The expression I added was:
Welcome back
This allowed Burp to flag the responses where the condition was true.
From this result, I could see that the 7th character of the password was:
b
This method works, but there is a downside.
For a 20-character password with 36 possible characters, the total number of requests is:
20 × 36 = 720 requests
That is not terrible, but it is still slow, especially if rate limits or network delays are involved.
A Smarter Alternative: Binary Search
A more efficient approach is to use binary search over the ASCII value of each character.
Instead of asking:
Is the character equal to a?
Is the character equal to b?
Is the character equal to c?
...
I can ask:
Is the ASCII value of this character greater than X?
For example:
' AND (SELECT ASCII(SUBSTRING(password,1,1)) FROM users WHERE username='administrator') > 85--
The character space I cared about was:
0-9 and a-z
Their ASCII ranges are:
0 = 48
9 = 57
a = 97
z = 122
A simple search range can be:
low = 48
high = 122
The binary search logic is:
low = 48
high = 122
mid = (low + high) / 2
Ask:
Is ASCII(SUBSTRING(password, position, 1)) > mid?
If true:
low = mid + 1
If false:
high = mid
Repeat until:
low == high
The general payload format is:
Cookie: TrackingId=YOUR_TRACKING_ID' AND (SELECT ASCII(SUBSTRING(password,POSITION,1)) FROM users WHERE username='administrator') > MID--; session=YOUR_SESSION
Example:
' AND (SELECT ASCII(SUBSTRING(password,1,1)) FROM users WHERE username='administrator') > 85--
By narrowing the range continuously, it is possible to infer each character with far fewer requests compared to brute forcing every possible character.
In practice, this is much more efficient.
But to be honest, for this lab, I was a bit lazy and decided to stick with the Cluster Bomb approach. XD
Why Binary Search Is Better
The Cluster Bomb approach needs around:
20 positions × 36 possible characters = 720 requests
The binary search approach only needs around:
log2(75) ≈ 7 requests per character
For 20 characters:
20 × 7 = about 140 requests
So binary search is much more efficient.
This is a good reminder that blind SQL injection is not only about knowing the syntax. It is also about asking better questions.
Key Takeaways
This lab helped me understand blind SQL injection more clearly.
My main takeaways were:
Blind SQLi relies on side channels. The application does not show database output directly, but different responses can still leak information.
True and false conditions are the foundation. Payloads like
' AND '1'='1and' AND '1'='2help confirm whether the response is conditional.Data can be extracted one character at a time.
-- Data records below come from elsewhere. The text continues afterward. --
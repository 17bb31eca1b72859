//! # tzmempool sync
//!
//! Networked half of the mempool tracker: clients for the indexer and the
//! nodes, the catch-up engine, mempool pollers, the baker resolver, the
//! SQLite operation ledger, and the per-network [`Orchestrator`] wiring them
//! together.
//!
//! ## Quick Start
//!
//! ```rust,no_run
//! use std::time::Duration;
//! use tokio_util::sync::CancellationToken;
//! use tzmempool_core::OperationKind;
//! use tzmempool_sync::{NetworkSettings, OperationLedger, Orchestrator};
//!
//! #[tokio::main]
//! async fn main() -> Result<(), Box<dyn std::error::Error>> {
//!     let settings = NetworkSettings {
//!         name: "mainnet".into(),
//!         indexer_url: "https://api.tzkt.io".into(),
//!         events_url: "https://api.tzkt.io/v1/ws".into(),
//!         nodes: vec!["https://rpc.tzbeta.net".into()],
//!         kinds: vec![OperationKind::Transaction, OperationKind::Endorsement],
//!         accounts: Vec::new(),
//!         window_capacity: 60,
//!         page_size: 1000,
//!         mempool_interval: Duration::from_secs(1),
//!         rpc_timeout: Duration::from_secs(10),
//!         baker_interval: Duration::from_secs(10),
//!         retention_interval: Duration::from_secs(600),
//!         keep_operations: Duration::from_secs(2 * 86_400),
//!         keep_in_chain: Duration::from_secs(7 * 86_400),
//!     };
//!
//!     let ledger = OperationLedger::open("tzmempool.db")?;
//!     let cancel = CancellationToken::new();
//!     Orchestrator::new(settings, ledger)?.run(cancel).await?;
//!     Ok(())
//! }
//! ```

pub mod baker;
pub mod chain_sync;
pub mod decode;
pub mod dedup;
pub mod delegates;
pub mod error;
pub mod events;
pub mod handlers;
pub mod http;
pub mod indexer;
pub mod ledger;
pub mod mempool;
pub mod node;
pub mod orchestrator;

// Re-export main types for convenience
pub use baker::{BakerResolver, ResolveStats};
pub use chain_sync::{BlockSink, ChainSyncEngine};
pub use dedup::DedupCache;
pub use delegates::DelegateCache;
pub use error::SyncError;
pub use events::{ChainEvent, EventStream, StreamMessage};
pub use handlers::{ChainEventHandler, LedgerSink, LedgerWindow, MempoolConsumer};
pub use indexer::{BlockRef, Delegate, IndexerApi, LevelRange, TzktClient};
pub use ledger::{OperationLedger, PendingEndorsement, StoredOperation, SweepStats};
pub use mempool::MempoolReceiver;
pub use node::{Constants, NodeApi, NodeHead, NodeHeader, NodeRpcClient};
pub use orchestrator::{NetworkSettings, Orchestrator, MAX_ACCOUNTS};
//! Canonical forging of endorsement bytes.
//!
//! An endorsement signs `branch ‖ tag ‖ level`, prefixed by a watermark
//! made of a magic byte and the chain identifier. The resulting bytes are
//! hashed with Blake2b-256 before signing.

use blake2::digest::consts::U32;
use blake2::{Blake2b, Digest};

use crate::encoding::{self, BLOCK_HASH, CHAIN_ID};
use crate::error::{CoreError, Result};

type Blake2b256 = Blake2b<U32>;

/// Magic byte preceding the chain id for endorsements.
pub const ENDORSEMENT_WATERMARK: u8 = 0x02;

/// Operation tag of an endorsement content.
pub const ENDORSEMENT_TAG: u64 = 0;

/// Forge a block hash into its 32 raw bytes.
pub fn forge_branch(branch: &str) -> Result<[u8; 32]> {
    let bytes = encoding::decode(branch, &BLOCK_HASH)?;
    let mut out = [0u8; 32];
    out.copy_from_slice(&bytes);
    Ok(out)
}

/// Forge a natural number as a little-endian base-128 varint.
pub fn forge_nat(value: u64) -> Vec<u8> {
    let mut out = Vec::new();
    let mut rest = value;
    loop {
        let byte = (rest & 0x7f) as u8;
        rest >>= 7;
        if rest == 0 {
            out.push(byte);
            return out;
        }
        out.push(byte | 0x80);
    }
}

/// Forge a level as a 4-byte big-endian integer.
pub fn forge_level(level: u64) -> Result<[u8; 4]> {
    let level = i32::try_from(level).map_err(|_| CoreError::LevelOverflow(level))?;
    Ok(level.to_be_bytes())
}

/// Bytes an endorsement of `level` built on `branch` signs.
pub fn endorsement_bytes(branch: &str, level: u64) -> Result<Vec<u8>> {
    let mut out = Vec::with_capacity(32 + 1 + 4);
    out.extend_from_slice(&forge_branch(branch)?);
    out.extend_from_slice(&forge_nat(ENDORSEMENT_TAG));
    out.extend_from_slice(&forge_level(level)?);
    Ok(out)
}

/// Watermark prefix for endorsements on the given chain.
pub fn chain_watermark(chain_id: &str) -> Result<Vec<u8>> {
    let mut out = vec![ENDORSEMENT_WATERMARK];
    out.extend_from_slice(&encoding::decode(chain_id, &CHAIN_ID)?);
    Ok(out)
}

/// Blake2b-256 of `watermark ‖ bytes`.
pub fn signing_digest(watermark: &[u8], bytes: &[u8]) -> [u8; 32] {
    let mut hasher = Blake2b256::new();
    hasher.update(watermark);
    hasher.update(bytes);
    hasher.finalize().into()
}

#[cfg(test)]
mod tests {
    use super::*;

    #[test]
    fn test_forge_nat() {
        assert_eq!(forge_nat(0), vec![0x00]);
        assert_eq!(forge_nat(1), vec![0x01]);
        assert_eq!(forge_nat(127), vec![0x7f]);
        assert_eq!(forge_nat(128), vec![0x80, 0x01]);
        assert_eq!(forge_nat(300), vec![0xac, 0x02]);
    }

    #[test]
    fn test_forge_level_big_endian() {
        assert_eq!(forge_level(1).unwrap(), [0, 0, 0, 1]);
        assert_eq!(forge_level(0x0102_0304).unwrap(), [1, 2, 3, 4]);
        assert!(matches!(
            forge_level(u64::from(u32::MAX)),
            Err(CoreError::LevelOverflow(_))
        ));
    }

    #[test]
    fn test_endorsement_bytes_layout() {
        let branch = encoding::encode(&[0xab; 32], &BLOCK_HASH).unwrap();
        let bytes = endorsement_bytes(&branch, 100).unwrap();
        assert_eq!(bytes.len(), 37);
        assert_eq!(&bytes[..32], &[0xab; 32]);
        assert_eq!(bytes[32], 0x00);
        assert_eq!(&bytes[33..], &[0, 0, 0, 100]);
    }

    #[test]
    fn test_chain_watermark() {
        let watermark = chain_watermark("NetXdQprcVkpaWU").unwrap();
        assert_eq!(watermark, vec![0x02, 0x7a, 0x06, 0xa7, 0x70]);
    }

    #[test]
    fn test_digest_known_vector() {
        // Blake2b-256 of the empty input.
        assert_eq!(
            hex::encode(signing_digest(&[], &[])),
            "0e5751c026e543b2e8ab2eb06099daa1d1e5df47778f7787faab45cdf12fe3a8"
        );

        let branch = encoding::encode(&[0xab; 32], &BLOCK_HASH).unwrap();
        let bytes = endorsement_bytes(&branch, 0x0102).unwrap();
        assert_eq!(hex::encode(bytes), format!("{}0000000102", "ab".repeat(32)));
    }

    #[test]
    fn test_digest_depends_on_watermark() {
        let a = signing_digest(&[0x02, 1, 2, 3, 4], b"payload");
        let b = signing_digest(&[0x02, 1, 2, 3, 5], b"payload");
        assert_ne!(a, b);
        assert_eq!(a, signing_digest(&[0x02, 1, 2, 3, 4], b"payload"));
    }
}
//! Indexer event stream.
//!
//! TzKT pushes blocks and operations over a SignalR hub speaking the JSON
//! protocol: records are JSON objects terminated by `0x1e`. Each pushed
//! message carries a `type` (0 state, 1 data, 2 reorg), the `state` level
//! and, for data messages, the items.

use std::collections::VecDeque;
use std::time::Duration;

use futures_util::{SinkExt, StreamExt};
use serde_json::{json, Value};
use tokio::net::TcpStream;
use tokio::time::Instant;
use tokio_tungstenite::tungstenite::Message;
use tokio_tungstenite::{MaybeTlsStream, WebSocketStream};
use tracing::{debug, info, warn};
use tzmempool_core::{ConfirmedOperation, MessageType, OperationKind};

use crate::decode::Fields;
use crate::error::{Result, SyncError};
use crate::indexer::{decode_block, decode_confirmed, BlockRef};

/// SignalR record separator.
const RECORD_SEPARATOR: char = '\u{1e}';

/// SignalR invocation record.
const INVOCATION: u64 = 1;
/// SignalR keep-alive record.
const PING: u64 = 6;
/// SignalR close record.
const CLOSE: u64 = 7;

/// Interval between client pings; the hub drops clients silent for 30s.
const KEEP_ALIVE: Duration = Duration::from_secs(15);

/// One pushed message with its decoded items.
#[derive(Debug, Clone, PartialEq, Eq)]
pub struct StreamMessage<T> {
    pub message_type: MessageType,
    /// Level the message refers to
    pub state: u64,
    pub data: Vec<T>,
}

/// A message from one of the subscribed channels.
#[derive(Debug, Clone, PartialEq, Eq)]
pub enum ChainEvent {
    Blocks(StreamMessage<BlockRef>),
    Operations(StreamMessage<ConfirmedOperation>),
}

impl ChainEvent {
    /// Type of the underlying message.
    pub fn message_type(&self) -> MessageType {
        match self {
            Self::Blocks(m) => m.message_type,
            Self::Operations(m) => m.message_type,
        }
    }

    /// Level the message refers to.
    pub fn state(&self) -> u64 {
        match self {
            Self::Blocks(m) => m.state,
            Self::Operations(m) => m.state,
        }
    }
}

fn decode_message_type(message: &Fields<'_>) -> Result<MessageType> {
    match message.u64("type")? {
        0 => Ok(MessageType::State),
        1 => Ok(MessageType::Data),
        2 => Ok(MessageType::Reorg),
        other => Err(SyncError::Malformed(format!("unknown message type {other}"))),
    }
}

fn decode_stream_message<T>(
    value: &Value,
    what: &'static str,
    decode: impl Fn(&Value) -> Result<T>,
) -> Result<StreamMessage<T>> {
    let message = Fields::of(value, "stream message")?;
    let message_type = decode_message_type(&message)?;
    let state = message.u64("state")?;

    let mut data = Vec::new();
    if message_type == MessageType::Data {
        for item in message.array("data")? {
            match decode(item) {
                Ok(item) => data.push(item),
                Err(e) => warn!("Skipping malformed {} at level {}: {}", what, state, e),
            }
        }
    }

    Ok(StreamMessage {
        message_type,
        state,
        data,
    })
}

/// Decode the argument of a hub invocation targeting `channel`.
///
/// Returns `None` for channels the tracker does not subscribe to.
pub fn decode_event(channel: &str, value: &Value) -> Result<Option<ChainEvent>> {
    match channel {
        "blocks" => Ok(Some(ChainEvent::Blocks(decode_stream_message(
            value,
            "block",
            decode_block,
        )?))),
        "operations" => Ok(Some(ChainEvent::Operations(decode_stream_message(
            value,
            "operation",
            |item| decode_confirmed(item, None),
        )?))),
        _ => Ok(None),
    }
}

/// Decode every record of a text frame.
///
/// A malformed record yields an error for that record only.
pub fn decode_frame(text: &str) -> Vec<Result<ChainEvent>> {
    let mut events = Vec::new();
    for record in text.split(RECORD_SEPARATOR).filter(|r| !r.trim().is_empty()) {
        let value: Value = match serde_json::from_str(record) {
            Ok(value) => value,
            Err(e) => {
                events.push(Err(SyncError::Malformed(format!("hub record: {e}"))));
                continue;
            }
        };

        let decoded = Fields::of(&value, "hub record").and_then(|fields| {
            match fields.get("type").and_then(Value::as_u64) {
                Some(INVOCATION) => {
                    let target = fields.str("target")?;
                    let Some(argument) = fields.array("arguments")?.first() else {
                        return Ok(None);
                    };
                    decode_event(target, argument)
                }
                Some(CLOSE) => Err(SyncError::Transport {
                    url: "event stream".to_string(),
                    reason: format!(
                        "closed by server: {}",
                        fields.opt_str("error").ok().flatten().unwrap_or("no reason")
                    ),
                }),
                Some(PING) => Ok(None),
                // Handshake acks and invocation completions.
                _ => Ok(None),
            }
        });

        match decoded {
            Ok(Some(event)) => events.push(Ok(event)),
            Ok(None) => {}
            Err(e) => events.push(Err(e)),
        }
    }
    events
}

fn record(value: &Value) -> String {
    let mut text = value.to_string();
    text.push(RECORD_SEPARATOR);
    text
}

fn ping() -> String {
    record(&json!({ "type": PING }))
}

/// Turn an `http(s)` URL into its `ws(s)` counterpart.
pub fn websocket_url(url: &str) -> String {
    if let Some(rest) = url.strip_prefix("https://") {
        format!("wss://{rest}")
    } else if let Some(rest) = url.strip_prefix("http://") {
        format!("ws://{rest}")
    } else {
        url.to_string()
    }
}

/// Live subscription to the indexer hub.
pub struct EventStream {
    url: String,
    socket: WebSocketStream<MaybeTlsStream<TcpStream>>,
    pending: VecDeque<ChainEvent>,
    idle_timeout: Duration,
    last_received: Instant,
    last_sent: Instant,
}

impl EventStream {
    /// Connect, perform the handshake and subscribe to blocks and to
    /// operations of the given kinds.
    pub async fn connect(url: &str, kinds: &[OperationKind], idle_timeout: Duration) -> Result<Self> {
        let url = websocket_url(url);
        let transport = |reason: String| SyncError::Transport {
            url: url.clone(),
            reason,
        };

        let (mut socket, _) = tokio::time::timeout(idle_timeout, tokio_tungstenite::connect_async(url.as_str()))
            .await
            .map_err(|_| SyncError::Timeout {
                url: url.clone(),
                attempts: 1,
            })?
            .map_err(|e| transport(e.to_string()))?;

        let types: Vec<&str> = kinds.iter().map(|k| k.indexer_type()).collect();
        let setup = [
            record(&json!({"protocol": "json", "version": 1})),
            record(&json!({"type": INVOCATION, "target": "SubscribeToBlocks", "arguments": []})),
            record(&json!({
                "type": INVOCATION,
                "target": "SubscribeToOperations",
                "arguments": [{"types": types.join(",")}]
            })),
        ];
        for frame in setup {
            socket
                .send(Message::Text(frame))
                .await
                .map_err(|e| transport(e.to_string()))?;
        }

        info!("Subscribed to {} ({} operation types)", url, types.len());
        let now = Instant::now();
        Ok(Self {
            url,
            socket,
            pending: VecDeque::new(),
            idle_timeout,
            last_received: now,
            last_sent: now,
        })
    }

    /// Endpoint.
    pub fn url(&self) -> &str {
        &self.url
    }

    /// Next event; `None` once the server closed the stream.
    ///
    /// Malformed records are logged and skipped. Pings the hub while
    /// waiting and fails with `Timeout` when nothing arrives for the idle
    /// timeout.
    pub async fn next_event(&mut self) -> Result<Option<ChainEvent>> {
        loop {
            if let Some(event) = self.pending.pop_front() {
                return Ok(Some(event));
            }

            if self.last_sent.elapsed() >= KEEP_ALIVE {
                self.socket
                    .send(Message::Text(ping()))
                    .await
                    .map_err(|e| SyncError::Transport {
                        url: self.url.clone(),
                        reason: e.to_string(),
                    })?;
                self.last_sent = Instant::now();
            }

            let idle_left = self.idle_timeout.saturating_sub(self.last_received.elapsed());
            if idle_left.is_zero() {
                return Err(SyncError::Timeout {
                    url: self.url.clone(),
                    attempts: 1,
                });
            }
            let wait = idle_left.min(KEEP_ALIVE.saturating_sub(self.last_sent.elapsed()));
            let Ok(frame) = tokio::time::timeout(wait, self.socket.next()).await else {
                continue;
            };
            self.last_received = Instant::now();

            let text = match frame {
                None | Some(Ok(Message::Close(_))) => return Ok(None),
                Some(Err(e)) => {
                    return Err(SyncError::Transport {
                        url: self.url.clone(),
                        reason: e.to_string(),
                    })
                }
                Some(Ok(Message::Text(text))) => text,
                Some(Ok(Message::Binary(bytes))) => String::from_utf8_lossy(&bytes).into_owned(),
                Some(Ok(_)) => continue,
            };

            for event in decode_frame(&text) {
                match event {
                    Ok(event) => self.pending.push_back(event),
                    Err(e @ SyncError::Transport { .. }) => return Err(e),
                    Err(e) => warn!("Skipping hub record from {}: {}", self.url, e),
                }
            }
            if self.pending.is_empty() {
                debug!("Keep-alive from {}", self.url);
            }
        }
    }

    /// Close the socket.
    pub async fn close(mut self) {
        if let Err(e) = self.socket.close(None).await {
            debug!("Closing {}: {}", self.url, e);
        }
    }
}

#[cfg(test)]
mod tests {
    use super::*;

    #[test]
    fn test_websocket_url() {
        assert_eq!(websocket_url("https://api.tzkt.io/v1/ws"), "wss://api.tzkt.io/v1/ws");
        assert_eq!(websocket_url("http://localhost:5000/v1/ws"), "ws://localhost:5000/v1/ws");
    }

    #[test]
    fn test_frame_with_several_records() {
        let blocks = json!({"type": 1, "target": "blocks", "arguments": [
            {"type": 1, "state": 12, "data": [{"hash": "BL12", "level": 12}, {"level": 13}]}
        ]});
        let reorg = json!({"type": 1, "target": "operations", "arguments": [{"type": 2, "state": 11}]});
        let text = format!("{}{}{}", record(&json!({})), record(&blocks), record(&reorg)) + &ping();

        let events: Vec<_> = decode_frame(&text).into_iter().map(|e| e.unwrap()).collect();
        assert_eq!(events.len(), 2);

        match &events[0] {
            ChainEvent::Blocks(m) => {
                assert_eq!(m.message_type, MessageType::Data);
                assert_eq!(m.data, vec![BlockRef { hash: "BL12".into(), level: 12 }]);
            }
            other => panic!("unexpected {other:?}"),
        }
        assert_eq!(events[1].message_type(), MessageType::Reorg);
        assert_eq!(events[1].state(), 11);
    }

    #[test]
    fn test_state_message_without_data() {
        let value = json!({"type": 0, "state": 77});
        let event = decode_event("operations", &value).unwrap().unwrap();
        assert_eq!(event.message_type(), MessageType::State);
        assert!(decode_event("accounts", &value).unwrap().is_none());
    }

    #[test]
    fn test_bad_message_fields() {
        assert!(matches!(
            decode_event("blocks", &json!({"type": 1})),
            Err(SyncError::MissingField { field: "state", .. })
        ));
        assert!(matches!(
            decode_event("blocks", &json!({"type": 9, "state": 1})),
            Err(SyncError::Malformed(_))
        ));
        let results = decode_frame("not json\u{1e}");
        assert!(matches!(results.as_slice(), [Err(SyncError::Malformed(_))]));
    }

    #[test]
    fn test_close_record() {
        let results = decode_frame(&record(&json!({"type": 7, "error": "bye"})));
        assert!(matches!(results.as_slice(), [Err(SyncError::Transport { .. })]));
    }
}
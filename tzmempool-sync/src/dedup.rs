//! Time-bounded set of operation hashes already taken from the mempool.

use std::collections::HashMap;
use std::sync::Mutex;
use std::time::Duration;

use tokio::time::Instant;

/// Hash set whose entries expire after a fixed TTL.
///
/// Expired entries are dropped lazily on lookup and by [`purge_expired`](Self::purge_expired).
#[derive(Debug)]
pub struct DedupCache {
    ttl: Duration,
    entries: Mutex<HashMap<String, Instant>>,
}

impl DedupCache {
    /// Create a cache whose entries live for `ttl`.
    pub fn new(ttl: Duration) -> Self {
        Self {
            ttl,
            entries: Mutex::new(HashMap::new()),
        }
    }

    fn entries(&self) -> std::sync::MutexGuard<'_, HashMap<String, Instant>> {
        // The map stays consistent even if a holder panicked.
        self.entries.lock().unwrap_or_else(|e| e.into_inner())
    }

    /// Whether `hash` was set and has not expired.
    pub fn has(&self, hash: &str) -> bool {
        let mut entries = self.entries();
        match entries.get(hash) {
            Some(expiry) if *expiry > Instant::now() => true,
            Some(_) => {
                entries.remove(hash);
                false
            }
            None => false,
        }
    }

    /// Remember `hash` for one TTL from now.
    pub fn set(&self, hash: &str) {
        let expiry = Instant::now() + self.ttl;
        self.entries().insert(hash.to_string(), expiry);
    }

    /// Drop every expired entry; returns how many were removed.
    pub fn purge_expired(&self) -> usize {
        let now = Instant::now();
        let mut entries = self.entries();
        let before = entries.len();
        entries.retain(|_, expiry| *expiry > now);
        before - entries.len()
    }

    /// Number of entries, expired ones included.
    pub fn len(&self) -> usize {
        self.entries().len()
    }

    /// Check if the cache holds no entries.
    pub fn is_empty(&self) -> bool {
        self.entries().is_empty()
    }
}

#[cfg(test)]
mod tests {
    use super::*;

    #[tokio::test(start_paused = true)]
    async fn test_has_set_expire() {
        let cache = DedupCache::new(Duration::from_secs(30));
        assert!(!cache.has("ooH"));

        cache.set("ooH");
        assert!(cache.has("ooH"));

        tokio::time::advance(Duration::from_secs(29)).await;
        assert!(cache.has("ooH"));

        tokio::time::advance(Duration::from_secs(2)).await;
        assert!(!cache.has("ooH"));
        assert!(cache.is_empty(), "expired entry is evicted on lookup");
    }

    #[tokio::test(start_paused = true)]
    async fn test_purge_expired() {
        let cache = DedupCache::new(Duration::from_secs(10));
        cache.set("ooA");
        tokio::time::advance(Duration::from_secs(6)).await;
        cache.set("ooB");
        tokio::time::advance(Duration::from_secs(6)).await;

        assert_eq!(cache.purge_expired(), 1);
        assert_eq!(cache.len(), 1);
        assert!(cache.has("ooB"));
    }
}
//! Kind and account interest filter.

use std::collections::HashSet;

use crate::operation::{ConfirmedOperation, OperationContent, OperationKind};

/// Which operations a network is configured to track.
///
/// An empty account set means "every account".
#[derive(Debug, Clone, Default)]
pub struct Interest {
    kinds: HashSet<OperationKind>,
    accounts: HashSet<String>,
}

impl Interest {
    /// Create a filter for the given kinds and accounts.
    pub fn new(
        kinds: impl IntoIterator<Item = OperationKind>,
        accounts: impl IntoIterator<Item = String>,
    ) -> Self {
        Self {
            kinds: kinds.into_iter().collect(),
            accounts: accounts.into_iter().collect(),
        }
    }

    /// Whether the kind is tracked at all.
    pub fn tracks(&self, kind: OperationKind) -> bool {
        self.kinds.contains(&kind)
    }

    /// Tracked kinds, sorted.
    pub fn kinds(&self) -> Vec<OperationKind> {
        let mut kinds: Vec<_> = self.kinds.iter().copied().collect();
        kinds.sort_unstable();
        kinds
    }

    /// Whether a mempool content should be persisted.
    pub fn accepts_content(&self, content: &OperationContent) -> bool {
        self.tracks(content.kind)
            && (self.accounts.is_empty() || content.accounts().any(|a| self.accounts.contains(a)))
    }

    /// Whether a confirmed operation should be persisted.
    pub fn accepts_confirmed(&self, operation: &ConfirmedOperation) -> bool {
        if !self.tracks(operation.kind) {
            return false;
        }
        if self.accounts.is_empty() {
            return true;
        }
        [&operation.sender, &operation.target]
            .into_iter()
            .flatten()
            .any(|a| self.accounts.contains(a))
    }
}

#[cfg(test)]
mod tests {
    use super::*;
    use serde_json::{Map, Value};

    fn content(kind: OperationKind, source: &str) -> OperationContent {
        let mut fields = Map::new();
        fields.insert("source".into(), Value::from(source));
        OperationContent { kind, fields }
    }

    #[test]
    fn test_kind_filter() {
        let interest = Interest::new([OperationKind::Transaction], Vec::new());
        assert!(interest.accepts_content(&content(OperationKind::Transaction, "tz1a")));
        assert!(!interest.accepts_content(&content(OperationKind::Reveal, "tz1a")));
    }

    #[test]
    fn test_account_filter() {
        let interest = Interest::new([OperationKind::Transaction], vec!["tz1a".to_string()]);
        assert!(interest.accepts_content(&content(OperationKind::Transaction, "tz1a")));
        assert!(!interest.accepts_content(&content(OperationKind::Transaction, "tz1b")));

        let confirmed = ConfirmedOperation {
            id: 1,
            hash: "oo".into(),
            level: 5,
            block: "BL".into(),
            kind: OperationKind::Transaction,
            sender: Some("tz1b".into()),
            target: Some("tz1a".into()),
        };
        assert!(interest.accepts_confirmed(&confirmed));
    }
}
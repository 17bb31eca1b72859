//! JSON-over-HTTP client shared by the indexer and node clients.
//!
//! Wraps `reqwest::Client` with a per-request timeout and retry with
//! exponential backoff and jitter on transient failures.

use std::time::Duration;

use serde_json::Value;
use tokio::time::sleep;
use tracing::debug;

use crate::error::{Result, SyncError};

/// Delays between attempts, in milliseconds.
const RETRY_DELAYS_MS: [u64; 2] = [500, 1500];

/// Jitter percentage for backoff (±10%).
const JITTER_PERCENT: f64 = 0.1;

/// HTTP client bound to one base URL.
#[derive(Debug, Clone)]
pub struct HttpClient {
    client: reqwest::Client,
    base_url: String,
    retry_delays: Vec<Duration>,
    #[cfg(test)]
    pub(crate) fetch_count: std::sync::Arc<std::sync::atomic::AtomicUsize>,
}

impl HttpClient {
    /// Create a client for `base_url` with the given request timeout.
    ///
    /// # Errors
    ///
    /// Returns `Config` if the URL is not absolute or the client cannot be built.
    pub fn new(base_url: &str, timeout: Duration) -> Result<Self> {
        let base_url = base_url.trim_end_matches('/').to_string();
        if !(base_url.starts_with("http://") || base_url.starts_with("https://")) {
            return Err(SyncError::Config(format!("Invalid endpoint URL: {base_url}")));
        }
        let client = reqwest::Client::builder()
            .timeout(timeout)
            .build()
            .map_err(|e| SyncError::Config(format!("HTTP client: {e}")))?;

        Ok(Self {
            client,
            base_url,
            retry_delays: RETRY_DELAYS_MS.iter().map(|ms| Duration::from_millis(*ms)).collect(),
            #[cfg(test)]
            fetch_count: Default::default(),
        })
    }

    /// Replace the delays between attempts; an empty list disables retries.
    pub fn with_retry_delays(mut self, delays: Vec<Duration>) -> Self {
        self.retry_delays = delays;
        self
    }

    /// Base URL without trailing slash.
    pub fn base_url(&self) -> &str {
        &self.base_url
    }

    /// GET `path` with query parameters and decode the JSON body.
    ///
    /// Transient errors are retried with backoff; the last error is returned
    /// once attempts are exhausted.
    pub async fn get_json(&self, path: &str, query: &[(&str, String)]) -> Result<Value> {
        let url = format!("{}{}", self.base_url, path);
        let attempts = self.retry_delays.len() + 1;

        let mut last_error = None;
        for attempt in 0..attempts {
            #[cfg(test)]
            {
                self.fetch_count
                    .fetch_add(1, std::sync::atomic::Ordering::SeqCst);
            }

            match self.get_once(&url, query).await {
                Ok(value) => return Ok(value),
                Err(error) => {
                    if !error.is_transient() {
                        return Err(error);
                    }
                    debug!("GET {} failed (attempt {}/{}): {}", url, attempt + 1, attempts, error);
                    last_error = Some(error);

                    if let Some(base_delay) = self.retry_delays.get(attempt) {
                        let jitter = rand::random::<f64>() * JITTER_PERCENT * 2.0 - JITTER_PERCENT;
                        sleep(base_delay.mul_f64(1.0 + jitter)).await;
                    }
                }
            }
        }

        Err(match last_error {
            Some(SyncError::Timeout { .. }) | None => SyncError::Timeout {
                url,
                attempts: attempts as u32,
            },
            Some(other) => other,
        })
    }

    async fn get_once(&self, url: &str, query: &[(&str, String)]) -> Result<Value> {
        let response = self
            .client
            .get(url)
            .query(query)
            .send()
            .await
            .map_err(|e| classify(url, e))?;

        let status = response.status();
        if !status.is_success() {
            return Err(SyncError::Status {
                url: url.to_string(),
                status: status.as_u16(),
            });
        }

        response.json::<Value>().await.map_err(|e| {
            if e.is_decode() {
                SyncError::Malformed(format!("{url}: {e}"))
            } else {
                classify(url, e)
            }
        })
    }
}

/// Map a reqwest error onto our error type.
fn classify(url: &str, error: reqwest::Error) -> SyncError {
    if error.is_timeout() {
        SyncError::Timeout {
            url: url.to_string(),
            attempts: 1,
        }
    } else {
        SyncError::Transport {
            url: url.to_string(),
            reason: error.to_string(),
        }
    }
}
SUBSTRING()allows testing individual characters from a hidden value.Burp Intruder helps automate repetitive testing. Sniper and Cluster Bomb are useful for testing positions and character values.
Grep Match makes results easier to read. Matching
Welcome backquickly highlights successful conditions.Binary search is more efficient than brute force. Instead of checking every character directly, ASCII comparisons can reduce the number of requests.
Reflection
This lab was useful because it showed the practical difference between visible SQL injection and blind SQL injection.
In a normal SQL injection case, I might be able to directly extract database values from the response. But in blind SQL injection, I need to infer data based on application behaviour.
The most important mindset shift is:
I am not asking the database to show me the answer.
I am asking the database yes/no questions until I can infer the answer.
The manual method helped me understand the logic, while Burp Intruder helped automate the boring parts.
The binary search approach was also interesting because it showed that exploitation can be optimised. Even if a brute-force method works, a smarter method can reduce time and noise significantly.
Overall, this was a good lab for understanding boolean-based blind SQL injection and for practising Burp Intruder workflows.